WHAT IS REQUIRED: Note each line in the data holding the string "gain" and report it.

===== SUPPLIED MATERIAL =====

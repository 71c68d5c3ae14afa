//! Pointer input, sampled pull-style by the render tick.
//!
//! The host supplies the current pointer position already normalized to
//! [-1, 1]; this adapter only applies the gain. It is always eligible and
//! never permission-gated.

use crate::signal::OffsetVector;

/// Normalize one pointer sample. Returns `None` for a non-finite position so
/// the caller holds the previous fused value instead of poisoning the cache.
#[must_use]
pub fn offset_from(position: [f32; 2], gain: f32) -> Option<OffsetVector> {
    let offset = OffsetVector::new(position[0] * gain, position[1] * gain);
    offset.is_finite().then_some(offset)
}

=====
===== SUPPLIED MATERIAL =====

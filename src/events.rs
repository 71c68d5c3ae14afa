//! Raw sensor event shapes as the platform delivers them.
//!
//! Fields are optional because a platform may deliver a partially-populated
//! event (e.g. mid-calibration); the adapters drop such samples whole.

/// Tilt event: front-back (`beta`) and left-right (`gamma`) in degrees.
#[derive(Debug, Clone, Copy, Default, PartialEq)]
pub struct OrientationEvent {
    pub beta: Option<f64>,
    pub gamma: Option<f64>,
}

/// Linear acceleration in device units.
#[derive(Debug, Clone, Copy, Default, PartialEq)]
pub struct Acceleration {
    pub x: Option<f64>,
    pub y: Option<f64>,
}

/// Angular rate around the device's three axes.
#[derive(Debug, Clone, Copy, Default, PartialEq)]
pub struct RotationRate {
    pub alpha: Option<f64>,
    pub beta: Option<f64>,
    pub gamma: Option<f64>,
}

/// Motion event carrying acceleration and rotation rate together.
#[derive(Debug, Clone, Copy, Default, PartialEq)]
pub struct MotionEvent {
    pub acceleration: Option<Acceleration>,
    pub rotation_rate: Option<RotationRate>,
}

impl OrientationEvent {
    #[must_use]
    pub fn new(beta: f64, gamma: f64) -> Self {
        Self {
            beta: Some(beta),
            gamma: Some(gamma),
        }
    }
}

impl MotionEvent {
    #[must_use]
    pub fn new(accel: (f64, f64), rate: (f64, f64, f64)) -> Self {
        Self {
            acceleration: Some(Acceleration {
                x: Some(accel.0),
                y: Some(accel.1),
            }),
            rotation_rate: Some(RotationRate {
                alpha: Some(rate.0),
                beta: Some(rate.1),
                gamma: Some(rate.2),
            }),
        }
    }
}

=====

ANSWER TO THIS PROBLEM:
//! [-1, 1]; this adapter only applies the gain. It is always eligible and
pub fn offset_from(position: [f32; 2], gain: f32) -> Option<OffsetVector> {
    let offset = OffsetVector::new(position[0] * gain, position[1] * gain);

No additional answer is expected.